An important component of this plan is that it’s not a new loan. You haven’t taken out another loan to pay off your debt, the credit counseling agency is just a middle-person between you and your credit card companies in terms of both negotiating lower interest rates on your behalf and distributing your single payment to payoff multiple loans.

How will a debt management plan impact my credit score?

Without getting too much into the weeds of your credit score, a debt management plan will likely have both positive and negative impacts on your credit score initially, but the overall long-term impact if you follow through with the plan will likely be a positive one.

And, in terms of other debt relief options, like debt settlement, bankruptcy, or taking out another loan to pay off credit card debt, this option is typically going to be the best long- term option for your credit score.

For more information about the specifics of how debt management might impact your credit score, I encourage you to check out this article about the pros and cons.

Can I still use my credit cards while on a debt management plan?

While on a debt management plan, you’ll typically be required to close all credit cards and may not be able to qualify for new loans or lines of credit (it will depend on the exact terms of your plan).

While this can seem intimidating, in my opinion, it’s a huge positive of a debt management plan for folks who are struggling to curb their own credit card spending and who need a way to resist the temptation of financing new purchases. The truth is, if you’re in a situation where you’ve run up credit card debt and you can’t afford something without taking on more debt, then you likely just can’t afford it. Period. A debt-management plan will make this non-negotiable. You won’t have to decide anymore.

Planning

How do I get on a debt management plan?

A good place to start is to find a well-rated non-profit credit counseling agency to work with. Nerd Wallet maintains an updated list of recommended, non-profit providers. Stay away from for-profit companies who offer this service, as their fees can often be excessive.

To start the process of seeing whether a debt management plan is right for you, you can fill out the contact form that they have. At that point, you’ll typically meet with a credit counselor and from there, they’ll be able to work with you to determine whether you are a good candidate for this process. Though this won’t be the right fit for everyone, there is simply no harm in applying if you think it might be the right course of action for you. The process of applying will not impact your credit score at all, and even if you apply and are approved, you still have the final say about whether to enroll in the plan.

Participating in a debt management plan may have a few small administrative fees attached (typically a one-time setup fee and small monthly maintenance fee), but for lower-income participants these may be waived. If you find yourself meeting with an organization that requires an application fee, membership fee, upfront fee or per-creditor fee, this is typically a red-flag.
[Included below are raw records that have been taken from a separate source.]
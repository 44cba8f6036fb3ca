use std::path::{Path, PathBuf};

use anyhow::{anyhow, Context};
use plotters::coord::Shift;
use plotters::prelude::*;

use crate::metrics::stats::{cache_speedup_pct, LatencyStats};
use crate::metrics::{Operation, SampleStore};

pub const CHART_FILE: &str = "performance_analysis.png";

const MISS_COLOR: RGBColor = RGBColor(0xf0, 0x80, 0x80);
const HIT_COLOR: RGBColor = RGBColor(0x90, 0xee, 0x90);

type ChartResult = Result<(), Box<dyn std::error::Error>>;

// ─── Entry point ─────────────────────────────────────────────────

/// Render the six-panel performance chart into `output_dir`.
/// Returns the written path, or `None` for an empty store (nothing is
/// touched on disk in that case).
pub fn render_charts(store: &SampleStore, output_dir: &Path) -> anyhow::Result<Option<PathBuf>> {
    if store.is_empty() {
        return Ok(None);
    }

    std::fs::create_dir_all(output_dir)
        .with_context(|| format!("creating output directory {}", output_dir.display()))?;
    let path = output_dir.join(CHART_FILE);

    draw(store, &path).map_err(|e| anyhow!("chart rendering failed: {e}"))?;
    Ok(Some(path))
}

fn draw(store: &SampleStore, path: &Path) -> ChartResult {
    let root = BitMapBackend::new(path, (1800, 1400)).into_drawing_area();
    root.fill(&WHITE)?;
    let root = root.titled("Proxy Server Performance Analysis", ("sans-serif", 32))?;

    let areas = root.split_evenly((3, 2));
    cache_impact_panel(&areas[0], store)?;
    distribution_panel(&areas[1], store)?;
    cache_hit_panel(&areas[2], store)?;
    status_code_panel(&areas[3], store)?;
    timeline_panel(&areas[4], store)?;
    error_rate_panel(&areas[5], store)?;

    root.present()?;
    Ok(())
}

// ─── Panels ──────────────────────────────────────────────────────

/// Mean response time of the first (uncached) fetch vs. the cached
/// ones, with ±1 std-dev whiskers and the speedup in the caption.
fn cache_impact_panel<DB: DrawingBackend>(
    area: &DrawingArea<DB, Shift>,
    store: &SampleStore,
) -> ChartResult
where
    DB::ErrorType: 'static,
{
    let nocache_times = store.times_for(Operation::LargeRequestNoCache);
    let cached_times = store.times_for(Operation::LargeRequestCached);
    let nocache = LatencyStats::from_times(&nocache_times);
    let cached = LatencyStats::from_times(&cached_times);

    if nocache.is_none() && cached.is_none() {
        return no_data(area, "Cache Performance Impact");
    }

    let caption = match cache_speedup_pct(&nocache_times, &cached_times) {
        Some(pct) => format!("Cache Performance Impact (speedup {pct:.1}%)"),
        None => "Cache Performance Impact (speedup: no data)".to_string(),
    };

    let labels = ["first (no cache)".to_string(), "cached".to_string()];
    let groups = [nocache, cached];
    let y_max = groups
        .iter()
        .flatten()
        .map(|s| s.mean + s.stddev)
        .fold(0.0f64, f64::max)
        .max(1e-6)
        * 1.25;

    let mut chart = ChartBuilder::on(area)
        .caption(caption, ("sans-serif", 20))
        .margin(12)
        .x_label_area_size(32)
        .y_label_area_size(60)
        .build_cartesian_2d((0i32..2i32).into_segmented(), 0f64..y_max)?;
    chart
        .configure_mesh()
        .disable_x_mesh()
        .x_labels(labels.len())
        .x_label_formatter(&|v| segment_label(v, &labels))
        .y_desc("response time (s)")
        .label_style(("sans-serif", 12))
        .draw()?;

    for (i, stats) in groups.iter().enumerate() {
        let Some(s) = stats else { continue };
        let color = if i == 0 { MISS_COLOR } else { HIT_COLOR };
        let x = i as i32;
        chart.draw_series(std::iter::once(Rectangle::new(
            [(SegmentValue::Exact(x), 0.0), (SegmentValue::Exact(x + 1), s.mean)],
            color.filled(),
        )))?;
        if s.stddev > 0.0 {
            chart.draw_series(std::iter::once(ErrorBar::new_vertical(
                SegmentValue::CenterOf(x),
                (s.mean - s.stddev).max(0.0),
                s.mean,
                s.mean + s.stddev,
                BLACK.stroke_width(2),
                12,
            )))?;
        }
    }
    Ok(())
}

/// Box plot of response times per operation, large-object fetches
/// excluded (they live in the cache panel).
fn distribution_panel<DB: DrawingBackend>(
    area: &DrawingArea<DB, Shift>,
    store: &SampleStore,
) -> ChartResult
where
    DB::ErrorType: 'static,
{
    let groups: Vec<(String, Vec<f64>)> = store
        .by_operation()
        .into_iter()
        .filter(|(op, _)| !op.is_large_request())
        .map(|(op, g)| {
            let times = g.iter().map(|s| s.response_time.as_secs_f64()).collect();
            (op.label().to_string(), times)
        })
        .collect();

    if groups.is_empty() {
        return no_data(area, "Response Time Distribution");
    }

    let labels: Vec<String> = groups.iter().map(|(l, _)| l.clone()).collect();
    let y_max = groups
        .iter()
        .flat_map(|(_, times)| times.iter().copied())
        .fold(0.0f64, f64::max)
        .max(1e-6) as f32
        * 1.25;

    let mut chart = ChartBuilder::on(area)
        .caption("Response Time Distribution", ("sans-serif", 20))
        .margin(12)
        .x_label_area_size(32)
        .y_label_area_size(60)
        .build_cartesian_2d((0i32..labels.len() as i32).into_segmented(), 0f32..y_max)?;
    chart
        .configure_mesh()
        .disable_x_mesh()
        .x_labels(labels.len())
        .x_label_formatter(&|v| segment_label(v, &labels))
        .y_desc("response time (s)")
        .label_style(("sans-serif", 12))
        .draw()?;

    chart.draw_series(groups.iter().enumerate().map(|(i, (_, times))| {
        Boxplot::new_vertical(SegmentValue::CenterOf(i as i32), &Quartiles::new(times))
            .width(24)
            .whisker_width(0.6)
            .style(BLUE)
    }))?;
    Ok(())
}

/// Counts of samples by `cache_hit` flag.
fn cache_hit_panel<DB: DrawingBackend>(
    area: &DrawingArea<DB, Shift>,
    store: &SampleStore,
) -> ChartResult
where
    DB::ErrorType: 'static,
{
    let (misses, hits) = store.cache_hit_counts();
    let total = misses + hits;
    let caption = format!(
        "Cache Hit Rate ({:.1}% of samples)",
        hits as f64 / total as f64 * 100.0
    );
    bar_panel(
        area,
        &caption,
        &["miss".to_string(), "hit".to_string()],
        &[misses as f64, hits as f64],
        "samples",
        BLUE,
    )
}

/// Counts of samples by HTTP status; failed requests grouped as "none".
fn status_code_panel<DB: DrawingBackend>(
    area: &DrawingArea<DB, Shift>,
    store: &SampleStore,
) -> ChartResult
where
    DB::ErrorType: 'static,
{
    let counts = store.status_code_counts();
    let labels: Vec<String> = counts
        .keys()
        .map(|status| match status {
            Some(code) => code.to_string(),
            None => "none".to_string(),
        })
        .collect();
    let values: Vec<f64> = counts.values().map(|&c| c as f64).collect();

    bar_panel(
        area,
        "Status Code Distribution",
        &labels,
        &values,
        "samples",
        RGBColor(0x64, 0x95, 0xed),
    )
}

/// Every sample's response time, in recording order across the run.
fn timeline_panel<DB: DrawingBackend>(
    area: &DrawingArea<DB, Shift>,
    store: &SampleStore,
) -> ChartResult
where
    DB::ErrorType: 'static,
{
    let samples = store.samples();
    let first_ts = samples[0].timestamp;
    let points: Vec<(f64, f64)> = samples
        .iter()
        .map(|s| {
            let offset = (s.timestamp - first_ts).num_milliseconds().max(0) as f64 / 1000.0;
            (offset, s.response_time.as_secs_f64())
        })
        .collect();

    let span = points.last().map(|(x, _)| *x).unwrap_or(0.0).max(1e-3);
    let y_max = points
        .iter()
        .map(|(_, y)| *y)
        .fold(0.0f64, f64::max)
        .max(1e-6)
        * 1.25;

    let mut chart = ChartBuilder::on(area)
        .caption("Request Response Times Over Time", ("sans-serif", 20))
        .margin(12)
        .x_label_area_size(36)
        .y_label_area_size(60)
        .build_cartesian_2d(0f64..span, 0f64..y_max)?;
    chart
        .configure_mesh()
        .x_desc("seconds since run start")
        .y_desc("response time (s)")
        .label_style(("sans-serif", 12))
        .draw()?;

    chart.draw_series(LineSeries::new(points.iter().copied(), &BLUE))?;
    chart.draw_series(
        points
            .iter()
            .map(|(x, y)| Circle::new((*x, *y), 3, BLUE.filled())),
    )?;
    Ok(())
}

/// Error rate per operation label (status >= 400 over total).
fn error_rate_panel<DB: DrawingBackend>(
    area: &DrawingArea<DB, Shift>,
    store: &SampleStore,
) -> ChartResult
where
    DB::ErrorType: 'static,
{
    let rates = store.error_rates();
    let labels: Vec<String> = rates.keys().map(|op| op.label().to_string()).collect();
    let values: Vec<f64> = rates.values().copied().collect();

    bar_panel(
        area,
        "Error Rate by Operation",
        &labels,
        &values,
        "error rate (%)",
        RED,
    )
}

// ─── Shared drawing helpers ──────────────────────────────────────

fn bar_panel<DB: DrawingBackend>(
    area: &DrawingArea<DB, Shift>,
    caption: &str,
    labels: &[String],
    values: &[f64],
    y_desc: &str,
    color: RGBColor,
) -> ChartResult
where
    DB::ErrorType: 'static,
{
    if values.is_empty() {
        return no_data(area, caption);
    }

    let y_max = values.iter().copied().fold(0.0f64, f64::max).max(1.0) * 1.25;
    let mut chart = ChartBuilder::on(area)
        .caption(caption, ("sans-serif", 20))
        .margin(12)
        .x_label_area_size(32)
        .y_label_area_size(60)
        .build_cartesian_2d((0i32..labels.len() as i32).into_segmented(), 0f64..y_max)?;
    chart
        .configure_mesh()
        .disable_x_mesh()
        .x_labels(labels.len())
        .x_label_formatter(&|v| segment_label(v, labels))
        .y_desc(y_desc)
        .label_style(("sans-serif", 12))
        .draw()?;

    chart.draw_series(values.iter().enumerate().map(|(i, v)| {
        Rectangle::new(
            [
                (SegmentValue::Exact(i as i32), 0.0),
                (SegmentValue::Exact(i as i32 + 1), *v),
            ],
            color.mix(0.6).filled(),
        )
    }))?;
    Ok(())
}

fn segment_label(value: &SegmentValue<i32>, labels: &[String]) -> String {
    match value {
        SegmentValue::CenterOf(i) if (*i as usize) < labels.len() => labels[*i as usize].clone(),
        _ => String::new(),
    }
}

fn no_data<DB: DrawingBackend>(area: &DrawingArea<DB, Shift>, caption: &str) -> ChartResult
where
    DB::ErrorType: 'static,
{
    area.draw(&Text::new(
        format!("{caption}: no data"),
        (30, 30),
        ("sans-serif", 18).into_font(),
    ))?;
    Ok(())
}

// ─── Tests ───────────────────────────────────────────────────────

#[cfg(test)]
mod tests {
    use super::*;

    #[test]
    fn empty_store_writes_nothing() {
        let store = SampleStore::new();
        let dir = std::env::temp_dir().join(format!("pcb-charts-{}", std::process::id()));

        let written = render_charts(&store, &dir).unwrap();
        assert!(written.is_none());
        assert!(!dir.join(CHART_FILE).exists());
    }
}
You’re most likely at a for-profit agency, and I recommend going back to the list above and choosing to start with an agency on that list.

If I’m approved, what happens next?

If you are approved and do enroll, make it a priority to complete the plan. Make your payments to the credit counseling agency on time, and don’t overspend your budget. 55-70% of folks who start debt management plans see them through to completion.

As part of your budget, work to put some money away each month for unexpected expenses so you’ll have options besides credit cards if an unexpected expense comes up. Be open to suggestions that the credit counselor makes about budgeting. And remember it will likely be impossible to do this if you’re not willing to make some adjustments in your monthly spending.

Understand that this will not be an easy process, but if you’re going to get your financial life in order, tackling credit card debt and paying it off COMPLETELY, is an essential first step.